El realizador se muestra continuista con sus anteriores films Una casa de locos y Las muñecas rusas no solo en el apartado narrativo, como prioritario nexo cinematográfico de una temática y unos personajes concretos, sino también en el procedimental. Así el francés se desliga de la comedia socarrona de liviano entretenimiento y traza una parábola de la vida más cotidiana y tangible, con caracteres que cruzan los deseos y las motivaciones más implicadas con el ciudadano medio. Quizás sea esta la mayor virtud de Klapisch: conectar emocionalmente las vivencias y los paisajes de un modo sencillo y espontáneo, haciendo gala de una frescura nada desdeñable. Desde la primera entrega, tendente a la aventura Erasmus y el descubrimiento de una Europa en moderna reconstrucción, hasta esta tercera se ha producido una evolución que cierra el círculo de unos seres que, simple y llanamente, buscan su camino en la vida.
Especialmente destacado resulta el ritmo interno del montaje y del relato en Nueva vida en Nueva York, pues el frenetismo y la vivacidad de sus actos y sus puntos de giro apenas dan para un respiro. Es difícil contabilizar la existencia de tiempos muertos en el cine de Klapisch, pues su humor fino y sutil acompaña el drama inherente de una existencia abocada a un espejismo de desengaños, amores, desamores y reencuentros del rumbo perdido. Formalmente, la película enlaza guiños con sus dos títulos precedentes, favoreciendo la sonrisa sobre aquellos que tengan un poco de recuerdo en la memoria. El resultado continúa antojándose saludable, hedonista y fácilmente digerible, pues el director galo apuesta, ante todo, por hacernos pasar un buen rato a costa de nuestras definiciones mas identificables.

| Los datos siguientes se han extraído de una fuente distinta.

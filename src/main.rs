// main.rs — orchestration only: setup steps in order, then hand over to yt-dlp.
mod args;
mod config;
mod desktop;
mod exec;
mod path_env;
mod release;
mod setup;
mod update;

use config::{launcher_config, launcher_dir, LauncherConfig};
use desktop::{notifier, open_folder, DialogNotifier, Notifier, SystemClipboard};
use exec::{Invocation, LAUNCH_FAILURE_EXIT_CODE};
use release::GitHubClient;
use setup::{ensure_ffmpeg, SetupOutcome};
use tracing_subscriber::filter::{EnvFilter, LevelFilter};
use update::{update_ytdlp, CommandVersion, UpdateOutcome};

fn init_tracing() {
    let filter = EnvFilter::builder()
        .with_default_directive(LevelFilter::INFO.into())
        .with_env_var("YT_DL_LOG")
        .from_env_lossy();

    // stdout belongs to yt-dlp.
    tracing_subscriber::fmt()
        .with_env_filter(filter)
        .with_writer(std::io::stderr)
        .with_target(false)
        .without_time()
        .init();
}

/// Run a best-effort setup step. A failure is reported through `notifier`
/// and swallowed so the download itself still happens.
fn run_step<T>(
    notifier: &dyn Notifier,
    title: &str,
    step: impl FnOnce() -> anyhow::Result<T>,
) -> Option<T> {
    match step() {
        Ok(v) => Some(v),
        Err(e) => {
            notifier.error(title, &format!("{e:#}"));
            None
        }
    }
}

fn setup(config: &LauncherConfig, raw: &[String], notifier: &dyn Notifier) {
    tracing::debug!("tools directory {}", config.install_dir.display());
    if config.skip_update {
        tracing::debug!("update check disabled");
    } else if let Some(UpdateOutcome::Updated { from, to }) =
        run_step(notifier, "Error updating yt-dlp", || {
            Ok(update_ytdlp(config, &GitHubClient::new()?, &CommandVersion)?)
        })
    {
        tracing::info!(
            "updated yt-dlp {} -> {} in {}",
            from.as_deref().unwrap_or("(none)"),
            to,
            config.install_dir.display()
        );
    }

    if !args::skip_ffmpeg(raw) {
        if let Some(SetupOutcome::Installed { asset }) =
            run_step(notifier, "Error installing ffmpeg", || {
                Ok(ensure_ffmpeg(config, &GitHubClient::new()?)?)
            })
        {
            tracing::info!("installed ffmpeg from {}", asset);
        }
    }

    if !args::skip_add_path(raw) {
        run_step(notifier, "Error adding yt-dl to PATH", || {
            let store = path_env::user_store()?;
            Ok(path_env::add_to_path(store.as_ref(), &launcher_dir()?)?)
        });
    }
}

fn launch(config: &LauncherConfig, raw: &[String], notifier: &dyn Notifier) -> i32 {
    let working_dir = match std::env::current_dir() {
        Ok(d) => d,
        Err(e) => {
            notifier.error("Error running yt-dlp", &format!("no working directory: {e}"));
            return LAUNCH_FAILURE_EXIT_CODE;
        }
    };

    let translated = args::translate(raw, &SystemClipboard);
    let invocation = Invocation {
        working_dir,
        executable: config.ytdlp_path.clone(),
        args: translated.args,
    };

    let code = match exec::run(&invocation, &mut std::io::stdout().lock()) {
        Ok(code) => code,
        Err(e) => {
            notifier.error("Error running yt-dlp", &e.to_string());
            return LAUNCH_FAILURE_EXIT_CODE;
        }
    };

    if translated.open_folder {
        open_folder(&invocation.working_dir);
    }
    code
}

fn main() {
    init_tracing();
    let raw: Vec<String> = std::env::args().skip(1).collect();

    let config = match launcher_config() {
        Ok(c) => c,
        Err(e) => {
            DialogNotifier.error("Error starting yt-dl", &e.to_string());
            std::process::exit(LAUNCH_FAILURE_EXIT_CODE);
        }
    };
    let notifier = notifier(config.no_dialog);

    setup(&config, &raw, notifier.as_ref());
    std::process::exit(launch(&config, &raw, notifier.as_ref()));
}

En la segunda mitad de la película, la vertiente más cómica y certera del slapstick cohesiona unas partes que se funden con tanta armonía ayudadas, en buena medida, a un elenco actoral que se mueve como pez en el agua, dejando a entrever incluso alguna referencia externa, cargada de mala baba, sobre el derribo del encasillamiento de Audrey Tautou en su mítico rol de Amelie Poulain. Estos flashes de comicidad no hacen sino denotar el buen rollo que sus creadores han tenido por bandera durante el proceso de creación del film. Un intento este, el de Klapisch, por revitalizar y renovar un molde argumental que, pese a su originalidad, no deja de estar, valga la redundancia, demasiado moldeado y encorsetado.
Nunca es tarde para descubrir la comedia de Cédric Klapisch. En cualquier caso, aquellos y aquellas que ya gozaran con las dos primeras entregas de esta inesperada trilogía completarán así un recorrido que define no solo el espíritu de la buena comedia francesa sino también el rastro por una implicación referencial que, como espectadores, buscamos de manera inconsciente y solo unas pocas veces se nos recompensa. A veces, para resolver muchas de nuestra dudas o de nuestras preguntas, tan solo hay que esbozar una gran sonrisa.